### [TRY IT]
Determine which lines of the records include the word "importance", and copy them.

### [GIVEN DATA]
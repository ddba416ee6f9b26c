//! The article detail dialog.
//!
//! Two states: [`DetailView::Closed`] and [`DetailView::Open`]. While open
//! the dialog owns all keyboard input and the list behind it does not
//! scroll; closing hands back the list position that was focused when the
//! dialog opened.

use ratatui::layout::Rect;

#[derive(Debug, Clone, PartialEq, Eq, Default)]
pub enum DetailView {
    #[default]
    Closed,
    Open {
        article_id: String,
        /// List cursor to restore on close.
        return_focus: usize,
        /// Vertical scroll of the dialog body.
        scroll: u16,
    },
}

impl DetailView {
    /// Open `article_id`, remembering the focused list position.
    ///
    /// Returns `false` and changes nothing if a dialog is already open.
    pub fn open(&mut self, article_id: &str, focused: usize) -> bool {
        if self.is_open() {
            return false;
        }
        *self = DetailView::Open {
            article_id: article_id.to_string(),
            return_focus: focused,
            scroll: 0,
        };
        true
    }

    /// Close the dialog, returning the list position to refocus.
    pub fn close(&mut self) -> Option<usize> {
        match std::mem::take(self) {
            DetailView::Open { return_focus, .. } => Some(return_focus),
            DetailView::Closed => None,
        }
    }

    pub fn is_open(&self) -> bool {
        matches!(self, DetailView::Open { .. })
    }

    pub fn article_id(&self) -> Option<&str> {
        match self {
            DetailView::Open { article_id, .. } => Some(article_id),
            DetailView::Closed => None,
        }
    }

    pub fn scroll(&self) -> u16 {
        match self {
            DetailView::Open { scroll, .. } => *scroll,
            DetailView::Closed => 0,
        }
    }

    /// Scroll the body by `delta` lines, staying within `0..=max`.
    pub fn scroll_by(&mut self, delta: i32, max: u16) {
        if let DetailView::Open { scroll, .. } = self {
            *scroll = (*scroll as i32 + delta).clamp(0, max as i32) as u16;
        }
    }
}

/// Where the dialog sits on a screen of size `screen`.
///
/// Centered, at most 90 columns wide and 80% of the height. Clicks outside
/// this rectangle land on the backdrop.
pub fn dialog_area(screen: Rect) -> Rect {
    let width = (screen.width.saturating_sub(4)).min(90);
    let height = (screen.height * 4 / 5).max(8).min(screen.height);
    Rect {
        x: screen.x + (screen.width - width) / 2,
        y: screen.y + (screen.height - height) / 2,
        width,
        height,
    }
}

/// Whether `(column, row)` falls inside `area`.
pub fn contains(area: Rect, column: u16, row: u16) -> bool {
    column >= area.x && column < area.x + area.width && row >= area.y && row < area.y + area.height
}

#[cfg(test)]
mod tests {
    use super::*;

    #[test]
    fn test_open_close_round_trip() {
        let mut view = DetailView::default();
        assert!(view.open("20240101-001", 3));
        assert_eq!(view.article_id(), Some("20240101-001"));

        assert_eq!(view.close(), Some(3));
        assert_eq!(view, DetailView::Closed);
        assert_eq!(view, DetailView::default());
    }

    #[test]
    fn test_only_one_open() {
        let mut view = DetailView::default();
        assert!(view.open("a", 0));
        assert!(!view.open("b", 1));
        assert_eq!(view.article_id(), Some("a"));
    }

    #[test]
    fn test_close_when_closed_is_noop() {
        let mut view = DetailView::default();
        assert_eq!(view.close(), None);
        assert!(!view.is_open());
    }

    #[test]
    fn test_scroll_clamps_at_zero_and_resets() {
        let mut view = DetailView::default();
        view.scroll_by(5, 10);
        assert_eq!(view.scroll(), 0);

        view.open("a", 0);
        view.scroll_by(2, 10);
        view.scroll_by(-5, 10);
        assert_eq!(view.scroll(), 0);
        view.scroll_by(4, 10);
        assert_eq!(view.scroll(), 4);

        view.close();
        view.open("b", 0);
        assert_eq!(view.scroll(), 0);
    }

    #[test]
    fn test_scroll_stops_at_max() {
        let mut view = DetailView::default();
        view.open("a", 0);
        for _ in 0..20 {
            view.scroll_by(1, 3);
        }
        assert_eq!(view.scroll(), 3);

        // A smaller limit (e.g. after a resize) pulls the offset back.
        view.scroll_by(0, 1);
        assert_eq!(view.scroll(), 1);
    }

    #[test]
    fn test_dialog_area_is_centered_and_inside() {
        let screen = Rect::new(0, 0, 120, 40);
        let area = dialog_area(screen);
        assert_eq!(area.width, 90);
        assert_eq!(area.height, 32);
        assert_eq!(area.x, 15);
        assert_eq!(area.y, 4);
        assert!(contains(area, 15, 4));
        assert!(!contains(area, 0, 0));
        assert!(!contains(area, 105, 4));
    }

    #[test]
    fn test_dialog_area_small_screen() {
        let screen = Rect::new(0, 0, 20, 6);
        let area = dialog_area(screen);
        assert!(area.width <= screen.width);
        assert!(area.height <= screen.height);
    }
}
--
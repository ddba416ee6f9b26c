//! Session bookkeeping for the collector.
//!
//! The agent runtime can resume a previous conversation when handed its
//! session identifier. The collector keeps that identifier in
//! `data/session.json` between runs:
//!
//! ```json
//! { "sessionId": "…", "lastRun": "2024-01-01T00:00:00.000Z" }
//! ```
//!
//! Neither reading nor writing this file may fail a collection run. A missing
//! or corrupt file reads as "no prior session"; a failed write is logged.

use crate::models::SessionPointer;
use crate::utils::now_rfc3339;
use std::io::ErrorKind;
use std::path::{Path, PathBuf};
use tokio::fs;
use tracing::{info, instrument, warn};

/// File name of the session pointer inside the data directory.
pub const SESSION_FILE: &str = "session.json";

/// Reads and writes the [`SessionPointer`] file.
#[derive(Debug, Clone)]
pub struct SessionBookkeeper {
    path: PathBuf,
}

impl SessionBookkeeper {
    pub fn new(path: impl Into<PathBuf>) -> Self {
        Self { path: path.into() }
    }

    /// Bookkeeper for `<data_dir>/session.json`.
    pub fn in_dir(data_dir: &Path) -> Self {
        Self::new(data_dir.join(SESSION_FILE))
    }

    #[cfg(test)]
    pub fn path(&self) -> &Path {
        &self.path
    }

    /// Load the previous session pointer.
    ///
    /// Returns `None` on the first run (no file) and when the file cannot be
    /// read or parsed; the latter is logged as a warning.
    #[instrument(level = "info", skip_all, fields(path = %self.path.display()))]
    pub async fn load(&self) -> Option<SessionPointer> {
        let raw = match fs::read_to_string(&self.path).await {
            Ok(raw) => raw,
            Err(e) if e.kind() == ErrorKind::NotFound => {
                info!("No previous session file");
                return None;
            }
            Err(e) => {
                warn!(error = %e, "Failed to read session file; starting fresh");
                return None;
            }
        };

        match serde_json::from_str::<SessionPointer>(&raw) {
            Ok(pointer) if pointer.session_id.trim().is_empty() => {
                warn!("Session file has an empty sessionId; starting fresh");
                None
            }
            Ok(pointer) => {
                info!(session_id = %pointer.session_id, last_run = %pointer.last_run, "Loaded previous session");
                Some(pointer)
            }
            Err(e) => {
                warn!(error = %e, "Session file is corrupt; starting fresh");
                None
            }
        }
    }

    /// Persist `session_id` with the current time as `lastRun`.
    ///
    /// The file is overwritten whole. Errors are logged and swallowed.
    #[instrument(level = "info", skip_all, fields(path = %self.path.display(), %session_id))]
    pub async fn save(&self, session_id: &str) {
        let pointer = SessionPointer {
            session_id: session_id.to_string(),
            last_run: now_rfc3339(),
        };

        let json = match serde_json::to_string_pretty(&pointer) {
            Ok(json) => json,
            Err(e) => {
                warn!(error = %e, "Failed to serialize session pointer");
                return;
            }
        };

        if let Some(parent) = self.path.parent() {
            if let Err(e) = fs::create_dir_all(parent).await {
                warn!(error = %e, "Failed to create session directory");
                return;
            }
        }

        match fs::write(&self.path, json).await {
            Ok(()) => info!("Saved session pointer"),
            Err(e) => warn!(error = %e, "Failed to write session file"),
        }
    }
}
...
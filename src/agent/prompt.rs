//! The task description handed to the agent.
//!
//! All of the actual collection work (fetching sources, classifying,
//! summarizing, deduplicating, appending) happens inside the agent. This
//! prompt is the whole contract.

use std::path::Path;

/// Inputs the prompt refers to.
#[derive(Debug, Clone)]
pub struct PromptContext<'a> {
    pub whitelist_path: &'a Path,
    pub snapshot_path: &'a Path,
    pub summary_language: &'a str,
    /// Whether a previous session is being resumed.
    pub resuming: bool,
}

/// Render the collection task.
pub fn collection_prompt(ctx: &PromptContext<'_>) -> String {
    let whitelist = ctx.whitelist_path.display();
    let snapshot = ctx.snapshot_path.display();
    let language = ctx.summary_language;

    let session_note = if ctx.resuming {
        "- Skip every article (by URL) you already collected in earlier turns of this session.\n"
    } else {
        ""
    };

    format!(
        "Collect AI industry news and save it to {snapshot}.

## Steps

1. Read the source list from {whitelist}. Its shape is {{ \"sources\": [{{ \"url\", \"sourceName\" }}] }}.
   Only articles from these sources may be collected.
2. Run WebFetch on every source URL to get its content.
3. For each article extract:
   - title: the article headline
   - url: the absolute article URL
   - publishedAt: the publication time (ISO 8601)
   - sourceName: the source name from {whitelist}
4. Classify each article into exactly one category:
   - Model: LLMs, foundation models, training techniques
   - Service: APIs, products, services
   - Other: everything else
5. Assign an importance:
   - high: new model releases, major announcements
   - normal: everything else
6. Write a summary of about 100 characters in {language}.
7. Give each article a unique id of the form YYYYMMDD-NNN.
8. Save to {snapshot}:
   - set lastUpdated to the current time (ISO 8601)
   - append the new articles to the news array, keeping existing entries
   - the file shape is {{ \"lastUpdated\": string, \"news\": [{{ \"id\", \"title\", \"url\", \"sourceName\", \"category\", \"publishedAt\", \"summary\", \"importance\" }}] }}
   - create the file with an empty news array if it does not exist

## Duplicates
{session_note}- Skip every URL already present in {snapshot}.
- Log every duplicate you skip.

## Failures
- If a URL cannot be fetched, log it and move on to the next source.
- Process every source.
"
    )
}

### [SOLUTION TO THIS PROBLEM]
5. Assign an importance:
   - the file shape is {{ \"lastUpdated\": string, \"news\": [{{ \"id\", \"title\", \"url\", \"sourceName\", \"category\", \"publishedAt\", \"summary\", \"importance\" }}] }}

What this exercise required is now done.